Opinion filed February 11, 1985.

*949Robert J. McDonnell, of Chicago, for appellant.

J. Michael Fitzsimmons, State’s Attorney, of Wheaton (Barbara A. Preiner, Assistant State’s Attorney, and Phyllis J. Perko and Marlene V. Newton, both of State’s Attorneys Appellate Service Commission, of counsel), for the People.

JUSTICE LINDBERG

delivered the opinion of the court;

Defendant, Richard Blake, appeals from his convictions following a jury trial in the circuit court of Du Page County for the offenses of aggravated kidnaping (Ill. Rev. Stat. 1981, ch. 38, par. 10—2), deviate sexual assault (Ill. Rev. Stat. 1981, ch. 38, par. 11—3), and intimidation (Ill. Rev. Stat. 1981, ch. 38, par. 12—6). Defendant contends on appeal that the State failed to prove him guilty of the offenses beyond a reasonable doubt, that defendant’s conviction for intimidation must be vacated as the lesser included offense of deviate sexual assault and the cause remanded for resentencing, and that the trial court erred in sustaining the State’s objection to a portion of his closing argument. We affirm.

Although the testimony of defendant and of the 19-year-old victim differ in many important respects, we briefly summarize the facts concerning the incident which resulted in defendant’s conviction. On the morning of September 4, 1982, the victim arrived at the Bloomingshire Restaurant, where she encountered defendant in the restaurant parking lot. Either by force or consent, the victim got out of her car and entered defendant’s van. From the parking lot, defendant drove the van several miles, turned off the highway, and parked in a cornfield. There, according to defendant, the victim agreed to perform an act of fellatio for $40. Because he was unable to achieve an orgasm, defendant testified, they left the back of the van and engaged in intercourse on the nearby grass. Following the intercourse, defendant testified he offered defendant only $20 because he had again not achieved an orgasm. The victim angrily refused the reduced *950payment and ran away from the van through the cornfield. In contrast, the victim stated she was driven to the cornfield at knife point where she was compelled to perform an act of fellatio. Defendant achieved an orgasm, ordered her outside of the van, and drove away.

After a jury trial, defendant was convicted on all three offenses. On June 20, 1983, defendant filed a motion for a new trial which the trial court denied on July 18, 1983. On July 25, 1983, the trial court sentenced defendant to concurrent terms of eight years, eight years and two years respectively for the deviate sexual assault, aggravated kidnaping and intimidation offenses. Defendant filed his notice of appeal that same day.

Defendant first contends that the State failed to prove him guilty beyond a reasonable doubt of any of the offenses. In order to consider defendant’s argument, the necessary elements of each offense must be enumerated. A person commits intimidation when with intent to cause another to perform an act, he communicates to that person a threat to inflict physical harm on the person threatened. (Ill. Rev. Stat. 1981, ch. 38, par. 12—6(a)(1).) The offense of kidnaping is committed when a person knowingly either secretly confines another against his will or by force or threat of imminent force carries a person from one place to another with intent secretly to confine him against his will. (Ill. Rev. Stat. 1981, ch. 38, pars. 10—l(a)(1), (2).) Aggravated kidnaping involves the commission of another felony during a kidnaping. (Ill. Rev. Stat. 1981, ch. 38, par. 10—2(a)(3).) To prove a deviate sexual assault, the State must establish that defendant, by force or threat of force, compelled another to perform an act of deviate sexual conduct. Ill. Rev. Stat. 1981, ch. 38, par. 11—3.
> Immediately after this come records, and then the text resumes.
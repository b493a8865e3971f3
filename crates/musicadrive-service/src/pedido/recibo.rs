//! Printable HTML receipt for a pedido.
//!
//! Per-unit item rows are grouped back into (pasta, quantity) lines for
//! display. All customer-supplied text is HTML-escaped.

use std::fmt::Write;

use uuid::Uuid;

use musicadrive_entity::pedido::{Pedido, PedidoItem};

/// One grouped display line of the receipt.
#[derive(Debug, PartialEq)]
struct LinhaRecibo {
    pasta_id: Uuid,
    nome: String,
    quantidade: u32,
    preco_unit: f64,
}

impl LinhaRecibo {
    fn subtotal(&self) -> f64 {
        f64::from(self.quantidade) * self.preco_unit
    }
}

/// Collapse per-unit rows into display lines, preserving first-seen order.
///
/// Rows are keyed by the frozen `pasta_id`; two pastas that share a name
/// and price still print as separate lines.
fn agrupar(itens: &[PedidoItem]) -> Vec<LinhaRecibo> {
    let mut linhas: Vec<LinhaRecibo> = Vec::new();
    for item in itens {
        match linhas.iter_mut().find(|l| l.pasta_id == item.pasta_id) {
            Some(linha) => linha.quantidade += 1,
            None => linhas.push(LinhaRecibo {
                pasta_id: item.pasta_id,
                nome: item.nome_pasta.clone(),
                quantidade: 1,
                preco_unit: item.preco_unit,
            }),
        }
    }
    linhas
}

fn escape(text: &str) -> String {
    let mut out = String::with_capacity(text.len());
    for c in text.chars() {
        match c {
            '&' => out.push_str("&amp;"),
            '<' => out.push_str("&lt;"),
            '>' => out.push_str("&gt;"),
            '"' => out.push_str("&quot;"),
            '\'' => out.push_str("&#39;"),
            _ => out.push(c),
        }
    }
    out
}

fn moeda(valor: f64) -> String {
    format!("R$ {valor:.2}").replace('.', ",")
}

/// Render the printable receipt document.
pub fn render(pedido: &Pedido, itens: &[PedidoItem]) -> String {
    let mut html = String::new();

    html.push_str("<!DOCTYPE html>\n<html lang=\"pt-BR\">\n<head>\n");
    html.push_str("<meta charset=\"utf-8\">\n");
    let _ = write!(
        html,
        "<title>Recibo - Pedido {}</title>\n",
        &pedido.id.to_string()[..8]
    );
    html.push_str(
        "<style>\n\
         body { font-family: sans-serif; max-width: 480px; margin: 2rem auto; }\n\
         h1 { font-size: 1.2rem; }\n\
         table { width: 100%; border-collapse: collapse; }\n\
         th, td { text-align: left; padding: 0.25rem 0.5rem; border-bottom: 1px solid #ddd; }\n\
         td.num, th.num { text-align: right; }\n\
         tfoot td { font-weight: bold; border-top: 2px solid #333; }\n\
         @media print { body { margin: 0; } }\n\
         </style>\n</head>\n<body>\n",
    );

    html.push_str("<h1>MusicaDrive</h1>\n");
    let _ = write!(
        html,
        "<p>Pedido <strong>{}</strong><br>\n",
        &pedido.id.to_string()[..8]
    );
    let _ = write!(
        html,
        "Data: {}<br>\n",
        pedido.created_at.format("%d/%m/%Y %H:%M")
    );
    let _ = write!(html, "Cliente: {}<br>\n", escape(&pedido.cliente_nome));
    let _ = write!(html, "Contato: {}<br>\n", escape(&pedido.cliente_contato));
    let _ = write!(html, "Pendrive: {} GB", pedido.pendrive_gb.as_gb());
    if let Some(forma) = pedido.forma_pagamento {
        let _ = write!(html, "<br>\nPagamento: {}", forma.label());
    }
    html.push_str("</p>\n");

    html.push_str(
        "<table>\n<thead>\n<tr><th>Pasta</th><th class=\"num\">Qtd</th>\
         <th class=\"num\">Unit.</th><th class=\"num\">Subtotal</th></tr>\n</thead>\n<tbody>\n",
    );
    for linha in agrupar(itens) {
        let _ = write!(
            html,
            "<tr><td>{}</td><td class=\"num\">{}</td><td class=\"num\">{}</td>\
             <td class=\"num\">{}</td></tr>\n",
            escape(&linha.nome),
            linha.quantidade,
            moeda(linha.preco_unit),
            moeda(linha.subtotal()),
        );
    }
    html.push_str("</tbody>\n<tfoot>\n");
    let _ = write!(
        html,
        "<tr><td>Total</td><td class=\"num\">{}</td><td></td><td class=\"num\">{}</td></tr>\n",
        pedido.total_itens,
        moeda(pedido.total_valor),
    );
    html.push_str("</tfoot>\n</table>\n");

    let _ = write!(
        html,
        "<p>{} músicas &bull; {:.2} GB</p>\n",
        pedido.total_musicas, pedido.total_gb
    );

    if let Some(obs) = &pedido.observacoes {
        let _ = write!(html, "<p>Obs.: {}</p>\n", escape(obs));
    }

    html.push_str("</body>\n</html>\n");
    html
}

#[cfg(test)]
mod tests {
    use chrono::Utc;
    use sqlx::types::Json;
    use uuid::Uuid;

    use musicadrive_entity::pendrive::PendriveSize;
    use musicadrive_entity::pedido::{FormaPagamento, PedidoStatus};

    use super::*;

    fn item(pedido_id: Uuid, pasta_id: Uuid, nome: &str, preco: f64) -> PedidoItem {
        PedidoItem {
            id: Uuid::new_v4(),
            pedido_id,
            pasta_id,
            nome_pasta: nome.to_string(),
            qtd_musicas: 50,
            tamanho_gb: 0.5,
            preco_unit: preco,
            created_at: Utc::now(),
        }
    }

    fn pedido() -> Pedido {
        Pedido {
            id: Uuid::new_v4(),
            cliente_nome: "Maria <Silva>".to_string(),
            cliente_contato: "(11) 99999-0000".to_string(),
            pendrive_gb: PendriveSize::Gb16,
            status: PedidoStatus::Enviado,
            forma_pagamento: Some(FormaPagamento::Pix),
            observacoes: None,
            total_itens: 3,
            total_musicas: 150,
            total_gb: 1.5,
            total_valor: 30.0,
            historico_status: Json(vec![]),
            created_at: Utc::now(),
            updated_at: Utc::now(),
        }
    }

    #[test]
    fn groups_per_unit_rows_into_quantity_lines() {
        let pid = Uuid::new_v4();
        let sertanejo = Uuid::new_v4();
        let forro = Uuid::new_v4();
        let itens = vec![
            item(pid, sertanejo, "Sertanejo 2024", 10.0),
            item(pid, sertanejo, "Sertanejo 2024", 10.0),
            item(pid, forro, "Forró Raiz", 12.0),
        ];
        let linhas = agrupar(&itens);
        assert_eq!(linhas.len(), 2);
        assert_eq!(linhas[0].quantidade, 2);
        assert_eq!(linhas[0].subtotal(), 20.0);
        assert_eq!(linhas[1].quantidade, 1);
    }

    #[test]
    fn distinct_pastas_with_same_name_and_price_stay_separate() {
        let pid = Uuid::new_v4();
        let itens = vec![
            item(pid, Uuid::new_v4(), "Anos 80", 10.0),
            item(pid, Uuid::new_v4(), "Anos 80", 10.0),
        ];
        let linhas = agrupar(&itens);
        assert_eq!(linhas.len(), 2);
        assert!(linhas.iter().all(|l| l.quantidade == 1));
    }

    #[test]
    fn escapes_customer_text() {
        let p = pedido();
        let html = render(&p, &[item(p.id, Uuid::new_v4(), "Rock & Pop", 10.0)]);
        assert!(html.contains("Maria &lt;Silva&gt;"));
        assert!(html.contains("Rock &amp; Pop"));
        assert!(!html.contains("Maria <Silva>"));
    }

    #[test]
    fn shows_totals_and_payment() {
        let p = pedido();
        let html = render(&p, &[item(p.id, Uuid::new_v4(), "Sertanejo 2024", 10.0)]);
        assert!(html.contains("R$ 30,00"));
        assert!(html.contains("PIX"));
        assert!(html.contains("16 GB"));
        assert!(html.contains("150 músicas"));
    }
}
The evidence presented was sufficient to support the jury’s verdict on each of these offenses beyond a reasonable doubt. Count III of the State’s indictment asserted defendant committed the offense of intimidation “in that said defendant, with the intent to cause [the victim] to perform an act of Deviate Sexual Conduct, communicated to [the victim] a threat to inflict, without lawful authority, physical harm upon [the victim] ***.” The testimony of the victim was that defendant pointed a knife at her throat while she was in her car and stated, “I should kill you” and “I should cut your throat.” After pushing her toward and ordering her into the van, defendant, according to the victim’s testimony, followed her into the back of the van, whereupon he stroked her throat and stated “Such a pretty throat. I should cut it.” Later, while driving the van, defendant told the victim (age 19) that she would never live to see the age of 20. Throughout the incident in the cornfield during which the victim performed a deviate sexual act upon defendant, the victim testified, defendant pointed a knife at her *951and even touched the knife blade to her skin. These facts, if accepted as true by the jury, established beyond a reasonable doubt that defendant committed the offense of intimidation.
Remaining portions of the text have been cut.